◆ **Instructions to follow**
Each line holding the string "canonicalize" is to be copied from the data.
[Opening Record excerpts section]
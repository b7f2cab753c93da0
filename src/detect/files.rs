//! Project file collection.

use globset::{Glob, GlobSet, GlobSetBuilder};
use std::path::{Path, PathBuf};
use walkdir::WalkDir;

/// Directories never worth scanning.
const SKIP_DIRS: &[&str] = &[
    "node_modules",
    "vendor",
    "target",
    "dist",
    "build",
    "out",
    "coverage",
    "__pycache__",
    "venv",
    "env",
    "bower_components",
];

/// User ignore globs plus directories excluded by path (the output directory).
#[derive(Debug, Clone)]
pub struct IgnoreSet {
    globs: GlobSet,
    excluded: Vec<PathBuf>,
}

impl Default for IgnoreSet {
    fn default() -> Self {
        Self {
            globs: GlobSet::empty(),
            excluded: Vec::new(),
        }
    }
}

impl IgnoreSet {
    /// Compile ignore patterns. Patterns match paths relative to the project
    /// root, using `/` separators.
    pub fn new(patterns: &[String]) -> anyhow::Result<Self> {
        let mut builder = GlobSetBuilder::new();
        for pattern in patterns {
            let glob = Glob::new(pattern)
                .map_err(|e| anyhow::anyhow!("invalid ignore pattern {:?}: {}", pattern, e))?;
            builder.add(glob);
        }
        let globs = builder
            .build()
            .map_err(|e| anyhow::anyhow!("building ignore set: {}", e))?;
        Ok(Self {
            globs,
            excluded: Vec::new(),
        })
    }

    /// Never descend into `dir`.
    pub fn exclude_dir(mut self, dir: &Path) -> Self {
        let dir = dir.canonicalize().unwrap_or_else(|_| dir.to_path_buf());
        self.excluded.push(dir);
        self
    }

    /// Whether `path` (absolute, under `root`) should be skipped.
    pub fn is_ignored(&self, root: &Path, path: &Path) -> bool {
        if !self.excluded.is_empty() {
            let absolute = path.canonicalize().unwrap_or_else(|_| path.to_path_buf());
            if self.excluded.iter().any(|dir| absolute.starts_with(dir)) {
                return true;
            }
        }
        if self.globs.is_empty() {
            return false;
        }
        let rel = relative_path(root, path);
        !rel.is_empty() && self.globs.is_match(&rel)
    }
}

/// `path` relative to `root`, with `/` separators.
pub fn relative_path(root: &Path, path: &Path) -> String {
    let rel = path.strip_prefix(root).unwrap_or(path);
    rel.components()
        .map(|c| c.as_os_str().to_string_lossy())
        .collect::<Vec<_>>()
        .join("/")
}

/// Whether a directory name is skipped by default.
pub fn is_skipped_dir(name: &str) -> bool {
    name.starts_with('.') || SKIP_DIRS.contains(&name)
}

/// Every regular file under `root`, skipping hidden and build directories and
/// anything matched by `ignore`. Unreadable entries are dropped.
pub fn collect_files(root: &Path, ignore: &IgnoreSet) -> Vec<PathBuf> {
    let mut files = Vec::new();

    for entry in WalkDir::new(root)
        .follow_links(false)
        .sort_by_file_name()
        .into_iter()
        .filter_entry(|e| {
            if e.depth() == 0 {
                return true;
            }
            if e.file_type().is_dir() && is_skipped_dir(&e.file_name().to_string_lossy()) {
                return false;
            }
            !ignore.is_ignored(root, e.path())
        })
    {
        let entry = match entry {
            Ok(entry) => entry,
            Err(e) => {
                tracing::debug!("skipping unreadable entry: {}", e);
                continue;
            }
        };
        if entry.file_type().is_file() {
            files.push(entry.into_path());
        }
    }

    files
}
//! Run orchestration: engine selection and sequencing.

use std::collections::HashSet;
use std::path::PathBuf;

use crate::backend::{is_placeholder, TextGenerator};
use crate::context::AnalysisContext;
use crate::detect::RepoFindings;
use crate::engine::{
    ApiTestsEngine, ArchitectureEngine, CiEngine, DocsEngine, Engine, EngineInput, HealthEngine,
    PerformanceEngine, SecurityEngine, TeamEngine,
};
use crate::progress::Progress;
use crate::score::{CategoryResult, Weights};
use crate::store::{ArtifactStore, StoreError};

/// Engines requested for a run. An empty selection means a full analysis.
#[derive(Debug, Clone, Default, PartialEq, Eq)]
pub struct Selection {
    requested: HashSet<String>,
}

impl Selection {
    /// Run every engine.
    pub fn full() -> Self {
        Self::default()
    }

    pub fn only<I, S>(names: I) -> Self
    where
        I: IntoIterator<Item = S>,
        S: Into<String>,
    {
        Self {
            requested: names.into_iter().map(Into::into).collect(),
        }
    }

    pub fn is_full(&self) -> bool {
        self.requested.is_empty()
    }

    pub fn includes(&self, name: &str) -> bool {
        self.is_full() || self.requested.contains(name)
    }
}

/// An engine that failed; its category is left out of scoring.
#[derive(Debug, Clone, PartialEq)]
pub struct EngineFailure {
    pub engine: String,
    pub error: String,
}

/// Result of one run.
#[derive(Debug, Clone, Default)]
pub struct RunOutcome {
    /// Category results in run order, excluding the aggregate
    pub results: Vec<CategoryResult>,
    /// Aggregate result, when the health engine ran
    pub overall: Option<CategoryResult>,
    pub failures: Vec<EngineFailure>,
    pub files_written: usize,
    /// Artifacts whose content is a backend placeholder
    pub degraded: Vec<String>,
    pub exported: Vec<PathBuf>,
}

impl RunOutcome {
    pub fn overall_score(&self) -> Option<i32> {
        self.overall.as_ref().map(|o| o.score)
    }
}

struct Registered {
    selected: bool,
    engine: Box<dyn Engine>,
}

/// Runs the selected engines one at a time, aggregate engines last.
pub struct Orchestrator {
    engines: Vec<Registered>,
    show_progress: bool,
}

impl Default for Orchestrator {
    fn default() -> Self {
        Self::new()
    }
}

impl Orchestrator {
    /// An orchestrator with no engines.
    pub fn new() -> Self {
        Self {
            engines: Vec::new(),
            show_progress: false,
        }
    }

    /// Every built-in engine, selected per `selection`.
    pub fn with_defaults(selection: &Selection, weights: Weights) -> Self {
        let engines: Vec<Box<dyn Engine>> = vec![
            Box::new(DocsEngine),
            Box::new(ArchitectureEngine),
            Box::new(SecurityEngine),
            Box::new(CiEngine),
            Box::new(ApiTestsEngine),
            Box::new(PerformanceEngine),
            Box::new(TeamEngine),
            Box::new(HealthEngine::new(weights)),
        ];
        let mut orchestrator = Self::new();
        for engine in engines {
            let selected = selection.includes(engine.name());
            orchestrator = orchestrator.register(engine, selected);
        }
        orchestrator
    }

    pub fn register(mut self, engine: Box<dyn Engine>, selected: bool) -> Self {
        self.engines.push(Registered { selected, engine });
        self
    }

    /// Show a spinner per engine.
    pub fn show_progress(mut self, show: bool) -> Self {
        self.show_progress = show;
        self
    }

    /// Names of the engines that will run, in run order.
    pub fn planned(&self) -> Vec<&'static str> {
        self.run_order().map(|r| r.engine.name()).collect()
    }

    fn run_order(&self) -> impl Iterator<Item = &Registered> + '_ {
        let regular = self
            .engines
            .iter()
            .filter(|r| r.selected && !r.engine.is_aggregate());
        let aggregate = self
            .engines
            .iter()
            .filter(|r| r.selected && r.engine.is_aggregate());
        regular.chain(aggregate)
    }

    /// Initialize the store, run every selected engine and finalize the
    /// export.
    ///
    /// Store initialization failure aborts before any engine runs. An engine
    /// error is logged and recorded in [`RunOutcome::failures`]; the remaining
    /// engines still run.
    pub async fn run(
        &self,
        context: &AnalysisContext,
        findings: &RepoFindings,
        generator: &dyn TextGenerator,
        store: &mut ArtifactStore,
    ) -> Result<RunOutcome, StoreError> {
        store.initialize()?;

        let mut outcome = RunOutcome::default();
        for registered in self.run_order() {
            let engine = &registered.engine;
            let name = engine.name();
            let progress = Progress::spinner(self.show_progress, &format!("Running {} analysis...", name));
            tracing::info!(engine = name, "engine started");

            let input = EngineInput {
                context: context.clone(),
                findings,
                generator,
                prior_results: &outcome.results,
            };

            let result = engine.run(input, store).await;
            match result {
                Ok(result) => {
                    tracing::info!(engine = name, score = result.score, grade = %result.grade, "engine finished");
                    progress.finish_ok(&format!("{} {} ({})", name, result.score, result.grade));
                    if engine.is_aggregate() {
                        outcome.overall = Some(result);
                    } else {
                        outcome.results.push(result);
                    }
                }
                Err(e) => {
                    tracing::error!(engine = name, error = %e, "engine failed");
                    progress.finish_err(&format!("{} failed: {}", name, e));
                    outcome.failures.push(EngineFailure {
                        engine: name.to_string(),
                        error: e.to_string(),
                    });
                }
            }
        }

        outcome.files_written = store.file_count();
        outcome.degraded = store
            .written()
            .iter()
            .filter(|a| is_placeholder(a.content.trim()))
            .map(|a| a.path.clone())
            .collect();
        if !outcome.degraded.is_empty() {
            tracing::warn!(count = outcome.degraded.len(), "artifacts contain placeholder content");
        }
        outcome.exported = store.finalize(&context.project_name)?.to_vec();
        Ok(outcome)
    }
}
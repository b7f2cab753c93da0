//! Team and collaboration engine.

use async_trait::async_trait;

use super::{bullet_list, Engine, EngineError, EngineInput};
use crate::detect::RepoFindings;
use crate::score::{categories, CategoryResult, ScoreCard};
use crate::store::ArtifactStore;

const REPORT_TASK: &str = "Write a team and collaboration report in markdown: ownership and \
knowledge concentration based on the contributor statistics, onboarding gaps, and concrete \
process improvements.";

/// Contributors listed in the prompt context.
const MAX_LISTED_CONTRIBUTORS: usize = 10;

pub struct TeamEngine;

pub fn score(findings: &RepoFindings) -> CategoryResult {
    let git = &findings.git;
    let config = &findings.config;
    let mut card = ScoreCard::new(0);

    if git.is_empty() {
        card.add(0, "no git history");
    } else {
        let contributors = git.contributors.len();
        match contributors {
            0 => {}
            1 => {
                card.add(10, "1 contributor");
            }
            2..=4 => {
                card.add(20, format!("{} contributors", contributors));
            }
            _ => {
                card.add(30, format!("{} contributors", contributors));
            }
        }

        let bus_factor = git.bus_factor();
        match bus_factor {
            0 | 1 => {
                card.add(0, format!("bus factor {}", bus_factor));
            }
            2 => {
                card.add(10, "bus factor 2");
            }
            n => {
                card.add(20, format!("bus factor {}", n));
            }
        }

        if git.recent_commits >= 10 {
            card.add(20, format!("{} commits in 90 days", git.recent_commits));
        } else if git.recent_commits > 0 {
            card.add(10, format!("{} commits in 90 days", git.recent_commits));
        } else {
            card.add(0, "no commits in 90 days");
        }
    }

    if config.codeowners {
        card.add(10, "CODEOWNERS");
    }
    if config.contributing {
        card.add(10, "contributing guide");
    }
    if config.code_of_conduct {
        card.add(10, "code of conduct");
    }

    card.finish(categories::COLLABORATION)
}

#[async_trait]
impl Engine for TeamEngine {
    fn name(&self) -> &'static str {
        "team"
    }

    fn category(&self) -> &'static str {
        categories::COLLABORATION
    }

    async fn run(
        &self,
        mut input: EngineInput<'_>,
        store: &mut ArtifactStore,
    ) -> Result<CategoryResult, EngineError> {
        let findings = input.findings;
        let git = &findings.git;

        let contributors = git
            .contributors
            .iter()
            .take(MAX_LISTED_CONTRIBUTORS)
            .map(|c| format!("{}: {} commits", c.name, c.commits));
        input.context.append_context(&format!(
            "Contributors:\n{}\nTotal commits: {}\nCommits in the last 90 days: {}\nBus factor: {}\nLast commit: {}",
            bullet_list(contributors, "no git history"),
            git.total_commits,
            git.recent_commits,
            git.bus_factor(),
            git.last_commit.as_deref().unwrap_or("unknown")
        ));

        input.generate_into(store, "team/TEAM.md", REPORT_TASK).await?;

        Ok(score(findings))
    }
}

#[cfg(test)]
mod tests {
    use super::*;
    use crate::detect::{ConfigPresence, Contributor, GitSummary};

    fn contributor(name: &str, commits: usize) -> Contributor {
        Contributor {
            name: name.into(),
            commits,
        }
    }

    #[test]
    fn test_no_history() {
        let result = score(&RepoFindings::default());
        assert_eq!(result.score, 0);
        assert_eq!(result.details, "+0 no git history");
    }

    #[test]
    fn test_healthy_team() {
        let findings = RepoFindings {
            git: GitSummary {
                contributors: (0..6).map(|i| contributor(&format!("dev{}", i), 10)).collect(),
                total_commits: 60,
                recent_commits: 25,
                last_commit: None,
            },
            config: ConfigPresence {
                codeowners: true,
                contributing: true,
                code_of_conduct: true,
                ..Default::default()
            },
            ..Default::default()
        };
        let result = score(&findings);
        assert_eq!(result.score, 100);
        assert!(result.details.contains("+20 bus factor 3"));
    }

    #[test]
    fn test_single_maintainer() {
        let findings = RepoFindings {
            git: GitSummary {
                contributors: vec![contributor("solo", 40)],
                total_commits: 40,
                recent_commits: 3,
                last_commit: None,
            },
            ..Default::default()
        };
        assert_eq!(score(&findings).score, 20);
    }
}
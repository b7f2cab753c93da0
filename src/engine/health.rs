//! Health engine: the weighted aggregate of every other engine.

use async_trait::async_trait;
use chrono::Utc;

use super::{Engine, EngineError, EngineInput};
use crate::history::{Ledger, RunHistoryEntry};
use crate::report::{self, AnalysisSummary};
use crate::score::{categories, letter_grade, overall_score, CategoryResult, Weights};
use crate::store::ArtifactStore;

/// Health report path inside the output directory.
pub const HEALTH_REPORT: &str = "health/HEALTH_REPORT.md";

/// Aggregate summary path inside the output directory.
pub const ANALYSIS_FILE: &str = "analysis.json";

const RECOMMENDATIONS_TASK: &str = "Write prioritized recommendations in markdown to improve this \
project's health, based on the category scores and their details below. Start with the lowest \
weighted scores.";

pub struct HealthEngine {
    weights: Weights,
}

impl HealthEngine {
    pub fn new(weights: Weights) -> Self {
        Self { weights }
    }
}

impl Default for HealthEngine {
    fn default() -> Self {
        Self::new(Weights::default())
    }
}

#[async_trait]
impl Engine for HealthEngine {
    fn name(&self) -> &'static str {
        "health"
    }

    fn category(&self) -> &'static str {
        categories::OVERALL
    }

    fn is_aggregate(&self) -> bool {
        true
    }

    async fn run(
        &self,
        mut input: EngineInput<'_>,
        store: &mut ArtifactStore,
    ) -> Result<CategoryResult, EngineError> {
        let results: Vec<CategoryResult> = input
            .prior_results
            .iter()
            .filter(|c| c.name != categories::OVERALL)
            .cloned()
            .collect();

        let overall = overall_score(&results, &self.weights);
        let grade = letter_grade(overall);
        let entry = RunHistoryEntry {
            analyzed_at: Utc::now(),
            overall_score: overall,
            overall_grade: grade.to_string(),
            categories: results.clone(),
        };

        let ledger = Ledger::in_dir(store.root());
        let previous = ledger.latest();

        let scores = results
            .iter()
            .map(|c| format!("- {}: {} ({}) {}", c.name, c.score, c.grade, c.details))
            .collect::<Vec<_>>()
            .join("\n");
        input
            .context
            .append_context(&format!("Overall score: {} ({})\nCategory scores:\n{}", overall, grade, scores));
        let recommendations = input
            .generator
            .generate(&input.context.prompt(RECOMMENDATIONS_TASK))
            .await;

        let markdown = report::health_markdown(
            &input.context.project_name,
            &entry,
            previous.as_ref(),
            &self.weights,
            &recommendations,
        );
        store.write(HEALTH_REPORT, &markdown)?;

        let summary = AnalysisSummary::new(&input.context, input.findings, &entry, grade, store.file_count());
        store.write(ANALYSIS_FILE, &serde_json::to_string_pretty(&summary)?)?;

        ledger.append(entry)?;
        tracing::info!(score = overall, grade = %grade, categories = results.len(), "health aggregated");

        Ok(CategoryResult::new(
            categories::OVERALL,
            overall,
            format!("weighted across {} categories", results.len()),
        ))
    }
}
[Closing Record excerpts section]
◆ **Expected output**
        let dir = dir.canonicalize().unwrap_or_else(|_| dir.to_path_buf());
            let absolute = path.canonicalize().unwrap_or_else(|_| path.to_path_buf());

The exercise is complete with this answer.